_SOURCE RECORDS_
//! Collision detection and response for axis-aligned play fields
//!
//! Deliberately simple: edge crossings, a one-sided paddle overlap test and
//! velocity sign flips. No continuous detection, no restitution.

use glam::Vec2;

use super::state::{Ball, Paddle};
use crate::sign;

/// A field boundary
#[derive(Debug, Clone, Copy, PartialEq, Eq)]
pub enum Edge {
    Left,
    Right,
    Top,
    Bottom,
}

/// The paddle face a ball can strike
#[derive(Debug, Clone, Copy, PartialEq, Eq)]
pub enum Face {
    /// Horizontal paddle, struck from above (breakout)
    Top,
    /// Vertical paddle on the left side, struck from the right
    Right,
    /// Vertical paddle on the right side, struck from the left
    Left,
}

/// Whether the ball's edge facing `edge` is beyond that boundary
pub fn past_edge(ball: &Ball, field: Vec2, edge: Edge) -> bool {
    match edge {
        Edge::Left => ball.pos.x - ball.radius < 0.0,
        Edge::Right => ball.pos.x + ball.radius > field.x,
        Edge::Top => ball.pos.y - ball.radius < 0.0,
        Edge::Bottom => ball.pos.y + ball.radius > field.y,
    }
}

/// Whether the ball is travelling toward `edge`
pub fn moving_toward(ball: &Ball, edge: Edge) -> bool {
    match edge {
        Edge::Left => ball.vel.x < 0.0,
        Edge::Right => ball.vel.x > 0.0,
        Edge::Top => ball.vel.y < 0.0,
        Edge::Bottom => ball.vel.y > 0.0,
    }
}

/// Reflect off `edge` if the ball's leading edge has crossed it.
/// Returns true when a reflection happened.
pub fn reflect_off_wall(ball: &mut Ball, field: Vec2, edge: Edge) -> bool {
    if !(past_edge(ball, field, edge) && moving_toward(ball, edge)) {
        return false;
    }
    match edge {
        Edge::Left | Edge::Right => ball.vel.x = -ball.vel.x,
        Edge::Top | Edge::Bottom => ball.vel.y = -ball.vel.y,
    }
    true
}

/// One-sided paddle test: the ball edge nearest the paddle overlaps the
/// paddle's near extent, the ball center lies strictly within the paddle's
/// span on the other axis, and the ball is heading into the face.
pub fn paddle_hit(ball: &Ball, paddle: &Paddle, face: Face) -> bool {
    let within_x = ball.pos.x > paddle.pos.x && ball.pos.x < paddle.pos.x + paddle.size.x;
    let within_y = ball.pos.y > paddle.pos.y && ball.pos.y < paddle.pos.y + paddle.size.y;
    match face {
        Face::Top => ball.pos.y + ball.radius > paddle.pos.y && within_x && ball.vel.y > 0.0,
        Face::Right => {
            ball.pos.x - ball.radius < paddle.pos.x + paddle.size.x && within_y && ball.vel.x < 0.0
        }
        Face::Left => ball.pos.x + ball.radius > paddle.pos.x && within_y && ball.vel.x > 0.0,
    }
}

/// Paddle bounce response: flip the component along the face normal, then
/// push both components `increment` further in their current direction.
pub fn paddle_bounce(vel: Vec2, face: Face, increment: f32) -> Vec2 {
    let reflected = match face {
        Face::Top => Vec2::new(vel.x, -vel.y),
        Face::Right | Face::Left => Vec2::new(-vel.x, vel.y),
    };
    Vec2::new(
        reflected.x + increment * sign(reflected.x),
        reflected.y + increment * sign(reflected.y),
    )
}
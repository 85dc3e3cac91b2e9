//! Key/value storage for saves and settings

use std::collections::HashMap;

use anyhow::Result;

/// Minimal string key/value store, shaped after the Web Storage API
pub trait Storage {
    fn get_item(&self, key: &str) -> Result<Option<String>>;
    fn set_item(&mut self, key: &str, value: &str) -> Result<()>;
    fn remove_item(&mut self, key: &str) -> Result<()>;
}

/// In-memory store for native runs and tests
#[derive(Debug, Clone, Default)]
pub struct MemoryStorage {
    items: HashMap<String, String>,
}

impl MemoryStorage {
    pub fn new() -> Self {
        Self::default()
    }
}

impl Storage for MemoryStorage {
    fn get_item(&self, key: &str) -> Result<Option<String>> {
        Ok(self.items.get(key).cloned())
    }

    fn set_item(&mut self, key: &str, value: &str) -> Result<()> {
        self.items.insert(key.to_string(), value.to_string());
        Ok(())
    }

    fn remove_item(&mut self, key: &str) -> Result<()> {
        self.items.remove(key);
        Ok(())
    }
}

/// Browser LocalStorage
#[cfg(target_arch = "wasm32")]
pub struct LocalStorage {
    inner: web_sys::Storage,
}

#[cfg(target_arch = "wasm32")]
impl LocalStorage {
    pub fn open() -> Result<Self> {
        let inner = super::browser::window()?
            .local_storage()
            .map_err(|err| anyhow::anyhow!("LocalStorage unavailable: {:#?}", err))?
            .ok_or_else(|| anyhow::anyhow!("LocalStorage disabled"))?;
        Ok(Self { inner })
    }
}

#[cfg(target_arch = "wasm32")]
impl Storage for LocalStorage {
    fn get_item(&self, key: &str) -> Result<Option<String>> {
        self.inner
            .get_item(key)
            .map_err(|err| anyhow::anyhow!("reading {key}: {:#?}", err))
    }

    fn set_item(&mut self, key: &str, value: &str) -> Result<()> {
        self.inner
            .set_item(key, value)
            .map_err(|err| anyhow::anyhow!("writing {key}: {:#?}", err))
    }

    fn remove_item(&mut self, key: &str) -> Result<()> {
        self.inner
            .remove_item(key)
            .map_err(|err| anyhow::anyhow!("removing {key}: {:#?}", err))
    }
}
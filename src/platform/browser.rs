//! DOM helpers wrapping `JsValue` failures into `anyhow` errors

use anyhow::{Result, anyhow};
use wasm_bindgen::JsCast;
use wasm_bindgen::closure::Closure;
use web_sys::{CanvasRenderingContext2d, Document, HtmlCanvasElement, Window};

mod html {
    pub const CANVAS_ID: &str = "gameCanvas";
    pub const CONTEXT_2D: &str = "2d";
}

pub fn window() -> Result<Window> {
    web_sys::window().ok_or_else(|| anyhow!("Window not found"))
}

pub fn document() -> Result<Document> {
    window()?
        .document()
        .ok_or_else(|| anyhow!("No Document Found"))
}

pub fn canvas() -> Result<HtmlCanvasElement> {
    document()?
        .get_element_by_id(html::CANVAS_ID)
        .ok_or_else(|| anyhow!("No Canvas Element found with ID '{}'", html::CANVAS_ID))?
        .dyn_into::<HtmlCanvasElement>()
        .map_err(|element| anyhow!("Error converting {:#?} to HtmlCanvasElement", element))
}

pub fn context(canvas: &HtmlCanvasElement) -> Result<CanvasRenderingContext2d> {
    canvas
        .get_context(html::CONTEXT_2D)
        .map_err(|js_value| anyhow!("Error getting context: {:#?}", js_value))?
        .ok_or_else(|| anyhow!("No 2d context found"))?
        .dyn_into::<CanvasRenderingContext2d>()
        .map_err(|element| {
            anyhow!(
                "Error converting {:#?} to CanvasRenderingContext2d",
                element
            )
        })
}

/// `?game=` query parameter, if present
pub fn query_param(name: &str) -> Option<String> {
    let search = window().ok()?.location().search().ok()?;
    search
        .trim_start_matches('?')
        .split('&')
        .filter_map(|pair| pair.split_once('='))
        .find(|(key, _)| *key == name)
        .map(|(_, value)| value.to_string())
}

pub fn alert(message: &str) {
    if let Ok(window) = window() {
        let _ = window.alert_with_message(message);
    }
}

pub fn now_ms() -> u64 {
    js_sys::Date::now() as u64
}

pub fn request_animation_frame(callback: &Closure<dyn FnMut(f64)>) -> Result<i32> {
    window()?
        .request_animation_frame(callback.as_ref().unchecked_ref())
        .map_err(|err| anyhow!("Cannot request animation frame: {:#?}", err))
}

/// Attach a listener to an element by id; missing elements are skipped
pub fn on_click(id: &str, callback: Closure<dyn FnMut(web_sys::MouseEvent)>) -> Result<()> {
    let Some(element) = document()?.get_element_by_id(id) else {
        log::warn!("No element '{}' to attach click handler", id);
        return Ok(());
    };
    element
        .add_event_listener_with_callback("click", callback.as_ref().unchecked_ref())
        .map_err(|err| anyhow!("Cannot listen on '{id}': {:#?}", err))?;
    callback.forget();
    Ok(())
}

...

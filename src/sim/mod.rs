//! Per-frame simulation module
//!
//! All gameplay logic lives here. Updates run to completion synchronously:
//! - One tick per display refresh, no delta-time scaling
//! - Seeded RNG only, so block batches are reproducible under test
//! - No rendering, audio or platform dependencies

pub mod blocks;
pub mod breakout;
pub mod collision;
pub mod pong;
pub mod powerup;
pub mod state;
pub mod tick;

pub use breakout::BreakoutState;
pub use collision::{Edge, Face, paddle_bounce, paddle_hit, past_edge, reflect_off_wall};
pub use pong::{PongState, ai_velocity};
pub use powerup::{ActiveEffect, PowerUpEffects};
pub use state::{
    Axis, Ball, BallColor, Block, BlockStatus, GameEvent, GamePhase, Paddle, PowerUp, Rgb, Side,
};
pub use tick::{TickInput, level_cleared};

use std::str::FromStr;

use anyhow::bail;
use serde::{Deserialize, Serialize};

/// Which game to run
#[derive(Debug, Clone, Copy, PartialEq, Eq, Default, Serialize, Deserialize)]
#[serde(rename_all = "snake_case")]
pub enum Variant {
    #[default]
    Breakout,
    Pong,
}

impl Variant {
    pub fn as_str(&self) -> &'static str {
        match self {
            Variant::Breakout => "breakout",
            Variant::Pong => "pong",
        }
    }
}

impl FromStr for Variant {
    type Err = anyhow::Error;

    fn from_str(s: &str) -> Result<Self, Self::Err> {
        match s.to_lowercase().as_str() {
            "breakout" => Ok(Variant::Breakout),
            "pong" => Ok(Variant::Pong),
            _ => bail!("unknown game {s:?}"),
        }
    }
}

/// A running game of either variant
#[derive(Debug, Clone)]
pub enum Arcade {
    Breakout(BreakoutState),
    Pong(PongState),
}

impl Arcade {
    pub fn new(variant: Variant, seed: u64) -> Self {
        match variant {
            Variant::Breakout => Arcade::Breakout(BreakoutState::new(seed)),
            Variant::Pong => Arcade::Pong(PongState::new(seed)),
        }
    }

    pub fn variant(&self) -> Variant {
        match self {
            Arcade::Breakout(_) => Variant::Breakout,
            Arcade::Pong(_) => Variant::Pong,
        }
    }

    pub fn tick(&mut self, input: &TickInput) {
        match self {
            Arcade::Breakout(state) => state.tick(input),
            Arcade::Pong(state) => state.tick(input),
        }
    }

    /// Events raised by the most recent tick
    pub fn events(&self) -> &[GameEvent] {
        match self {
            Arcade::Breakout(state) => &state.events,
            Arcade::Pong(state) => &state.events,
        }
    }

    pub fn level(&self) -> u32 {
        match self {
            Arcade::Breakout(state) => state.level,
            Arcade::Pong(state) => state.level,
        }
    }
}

_WORK TO BE COMPLETED_
Please list every line of the records that contains "sided".

_COMPLETED EXERCISE_
//! Deliberately simple: edge crossings, a one-sided paddle overlap test and
/// One-sided paddle test: the ball edge nearest the paddle overlaps the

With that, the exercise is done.